La Mimica come
linguaggio per gli operatori teatrali
C'è qualcosa di
terribile nel lavoro dell'operatore teatrale; gli attori e i
registi non mimici parlano di sentimenti, di emozioni, di
idee e danno loro dei nomi: così capita di sentire dei
registi che dicono: mettici più passione, esprimi un
sentimento di amore, esprimi un sentimento di odio..., uno
di paura, uno di amicizia... Fa impressione, in questi casi
la disinvoltura con cui si adoperano queste parole; si
adoperano come se avessero un significato oggettivo, o per
lo meno intersoggettivo, come se con la parola "amore" tutti
intendessero la stessa cosa...
Ma le cose non
stanno così. I nostri sentimenti, e spesso anche le nostre
emozioni e le nostre idee sono straordinariamente privati.
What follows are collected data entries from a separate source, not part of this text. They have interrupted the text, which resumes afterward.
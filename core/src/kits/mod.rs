pub mod message_kit;
pub mod retrieval;

pub use message_kit::MessageKit;
pub use retrieval::{KitState, PolicyMessageKit, RetrievalResult};
//! Access Conditions
//!
//! A closed set of condition kinds, each with its own typed record. All
//! kinds share one wire shape so every endpoint agrees on the encoding:
//!
//! ```text
//! {
//!   "contractAddress": "0x…",
//!   "chain": 5,
//!   "standardContractType": "ERC721",   (optional)
//!   "method": "ownerOf",
//!   "parameters": [5954],
//!   "returnValueTest": { "comparator": "==", "value": ":userAddress" }
//! }
//! ```

use serde::{Deserialize, Serialize};
use tracing::debug;

use crate::context::{ConditionContext, ConditionOracle, ContractQuery};
use crate::error::ConditionError;
use crate::value::{Comparator, Param, ReturnValueTest, USER_ADDRESS};

const ERC721: &str = "ERC721";
const ERC20: &str = "ERC20";
const OWNER_OF: &str = "ownerOf";
const BALANCE_OF: &str = "balanceOf";

/// The shared wire shape of every condition
#[derive(Debug, Clone, PartialEq, Eq, Hash, Serialize, Deserialize)]
#[serde(rename_all = "camelCase")]
pub struct ConditionRecord {
    pub contract_address: String,
    pub chain: u64,
    #[serde(default, skip_serializing_if = "Option::is_none")]
    pub standard_contract_type: Option<String>,
    pub method: String,
    pub parameters: Vec<Param>,
    pub return_value_test: ReturnValueTest,
}

/// Caller owns a specific ERC721 token
#[derive(Debug, Clone, PartialEq, Eq)]
pub struct Erc721Ownership {
    pub contract_address: String,
    pub chain: u64,
    pub token_id: u64,
}

/// Caller's token balance passes a comparison
#[derive(Debug, Clone, PartialEq, Eq)]
pub struct TokenBalance {
    pub contract_address: String,
    pub chain: u64,
    pub return_value_test: ReturnValueTest,
}

/// Any read-only contract call with a return-value test
#[derive(Debug, Clone, PartialEq, Eq)]
pub struct ContractCall {
    pub contract_address: String,
    pub chain: u64,
    pub standard_contract_type: Option<String>,
    pub method: String,
    pub parameters: Vec<Param>,
    pub return_value_test: ReturnValueTest,
}

/// A single access predicate
#[derive(Debug, Clone, Serialize, Deserialize)]
#[serde(into = "ConditionRecord", try_from = "ConditionRecord")]
pub enum Condition {
    Erc721Ownership(Erc721Ownership),
    Erc721Balance(TokenBalance),
    Erc20Balance(TokenBalance),
    ContractCall(ContractCall),
}

impl Condition {
    pub fn erc721_ownership(
        contract_address: impl Into<String>,
        chain: u64,
        token_id: u64,
    ) -> Self {
        Condition::Erc721Ownership(Erc721Ownership {
            contract_address: contract_address.into(),
            chain,
            token_id,
        })
    }

    pub fn erc721_balance(
        contract_address: impl Into<String>,
        chain: u64,
        return_value_test: ReturnValueTest,
    ) -> Self {
        Condition::Erc721Balance(TokenBalance {
            contract_address: contract_address.into(),
            chain,
            return_value_test,
        })
    }

    pub fn erc20_balance(
        contract_address: impl Into<String>,
        chain: u64,
        return_value_test: ReturnValueTest,
    ) -> Self {
        Condition::Erc20Balance(TokenBalance {
            contract_address: contract_address.into(),
            chain,
            return_value_test,
        })
    }

    pub fn contract_call(call: ContractCall) -> Self {
        Condition::ContractCall(call)
    }

    /// Wire form of this condition
    pub fn to_record(&self) -> ConditionRecord {
        match self {
            Condition::Erc721Ownership(c) => ConditionRecord {
                contract_address: c.contract_address.clone(),
                chain: c.chain,
                standard_contract_type: Some(ERC721.into()),
                method: OWNER_OF.into(),
                parameters: vec![Param::from(c.token_id)],
                return_value_test: ReturnValueTest::new(Comparator::Eq, USER_ADDRESS),
            },
            Condition::Erc721Balance(c) => balance_record(c, ERC721),
            Condition::Erc20Balance(c) => balance_record(c, ERC20),
            Condition::ContractCall(c) => ConditionRecord {
                contract_address: c.contract_address.clone(),
                chain: c.chain,
                standard_contract_type: c.standard_contract_type.clone(),
                method: c.method.clone(),
                parameters: c.parameters.clone(),
                return_value_test: c.return_value_test.clone(),
            },
        }
    }

    pub fn contract_address(&self) -> String {
        self.to_record().contract_address
    }

    pub fn chain(&self) -> u64 {
        self.to_record().chain
    }

    pub fn parameters(&self) -> Vec<Param> {
        self.to_record().parameters
    }

    /// Structural checks that need no network access
    pub fn validate(&self) -> Result<(), ConditionError> {
        let record = self.to_record();
        validate_address(&record.contract_address)?;
        if record.chain == 0 {
            return Err(ConditionError::Invalid("chain id must be non-zero".into()));
        }
        if record.method.is_empty()
            || !record
                .method
                .chars()
                .all(|c| c.is_ascii_alphanumeric() || c == '_')
        {
            return Err(ConditionError::Invalid(format!(
                "invalid method name {:?}",
                record.method
            )));
        }
        record.return_value_test.validate()
    }

    /// Evaluate against current external state. Results are never cached.
    pub async fn evaluate(
        &self,
        context: &ConditionContext,
        oracle: &dyn ConditionOracle,
    ) -> Result<bool, ConditionError> {
        let record = self.to_record();
        let parameters = record
            .parameters
            .iter()
            .map(|p| context.resolve(p))
            .collect::<Result<Vec<_>, _>>()?;
        let expected = context.resolve(&record.return_value_test.value)?;

        let query = ContractQuery {
            chain: record.chain,
            contract_address: record.contract_address,
            standard_contract_type: record.standard_contract_type,
            method: record.method,
            parameters,
        };
        let actual = oracle.call(&query).await?;
        let satisfied = record
            .return_value_test
            .comparator
            .compare(&actual, &expected)?;

        debug!(
            "Condition {}.{} on chain {}: {}",
            query.contract_address, query.method, query.chain, satisfied
        );
        Ok(satisfied)
    }
}

impl PartialEq for Condition {
    fn eq(&self, other: &Self) -> bool {
        self.to_record() == other.to_record()
    }
}

impl Eq for Condition {}

impl From<Condition> for ConditionRecord {
    fn from(condition: Condition) -> Self {
        condition.to_record()
    }
}

impl TryFrom<ConditionRecord> for Condition {
    type Error = ConditionError;

    fn try_from(record: ConditionRecord) -> Result<Self, Self::Error> {
        let standard = record.standard_contract_type.clone();
        let user_only = record.parameters == [Param::from(USER_ADDRESS)];
        let owner_test =
            record.return_value_test == ReturnValueTest::new(Comparator::Eq, USER_ADDRESS);
        let token_id = match record.parameters.as_slice() {
            [Param::Int(id)] => u64::try_from(id).ok(),
            _ => None,
        };

        let condition = match (standard.as_deref(), record.method.as_str(), token_id) {
            (Some(ERC721), OWNER_OF, Some(token_id)) if owner_test => {
                Condition::erc721_ownership(record.contract_address, record.chain, token_id)
            }
            (Some(ERC721), BALANCE_OF, _) if user_only => Condition::erc721_balance(
                record.contract_address,
                record.chain,
                record.return_value_test,
            ),
            (Some(ERC20), BALANCE_OF, _) if user_only => Condition::erc20_balance(
                record.contract_address,
                record.chain,
                record.return_value_test,
            ),
            _ => Condition::ContractCall(ContractCall {
                contract_address: record.contract_address,
                chain: record.chain,
                standard_contract_type: record.standard_contract_type,
                method: record.method,
                parameters: record.parameters,
                return_value_test: record.return_value_test,
            }),
        };
        condition.validate()?;
        Ok(condition)
    }
}

fn balance_record(balance: &TokenBalance, standard: &str) -> ConditionRecord {
    ConditionRecord {
        contract_address: balance.contract_address.clone(),
        chain: balance.chain,
        standard_contract_type: Some(standard.into()),
        method: BALANCE_OF.into(),
        parameters: vec![Param::from(USER_ADDRESS)],
        return_value_test: balance.return_value_test.clone(),
    }
}

fn validate_address(address: &str) -> Result<(), ConditionError> {
    let hex_part = address
        .strip_prefix("0x")
        .ok_or_else(|| ConditionError::Invalid(format!("address {} lacks 0x prefix", address)))?;
    if hex_part.len() != 40 || !hex_part.chars().all(|c| c.is_ascii_hexdigit()) {
        return Err(ConditionError::Invalid(format!(
            "address {} is not 20 hex bytes",
            address
        )));
    }
    Ok(())
}
pub mod decryptor;
pub mod dispatcher;
pub mod work_order;

pub use decryptor::Decryptor;
pub use dispatcher::{Dispatcher, DispatcherConfig};
pub use work_order::{
    DenialReason, NodeReply, ReencryptionNode, ReencryptionRequest, WorkOrder, WorkOrderResult,
};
Ciò che io chiamo paura è un sentimento che conosco perché
l'ho provato; quello che chiamo amore è di nuovo un
sentimento che conosco perché l'ho provato. Anche Tizio ha
provato l'amore, ma cosa garantisce che parliamo della
stessa cosa?
Niente,
assolutamente niente. Anzi, certi litigi tra innamorati
nascono proprio da radicati fraintendimenti di questo
genere: A ama B, B ama A ma in realtà la qualità del
sentimento è completamente diversa.
Un regista mimico
non adopera mai tali psicologismi autistici. Un regista
mimico chiederà all'attore di mettere un fuoco più robusto
nel colore della sua voce o nei suoi gesti, chiederà
maggiore o minor leggerezza... e con ciò farà diretto
riferimento alla mimazione di oggetti concreti del mondo
esterno. Questo fa sì che si crei un riferimento oggettivo
indiscutibile. Ovviamente l'attore farà il fuoco robusto che
lui vuole o sa fare, e in questo risulta il suo apporto che
potrà più o meno soddisfare il regista. Ma il regista capirà
l'attore e l'attore capirà il regista. Essi possono parlare
fra sé, si intendono, perché dispongono dell'unico
linguaggio serio per parlare - in forma traslata - dei
sentimenti e delle emozioni, il linguaggio mimico.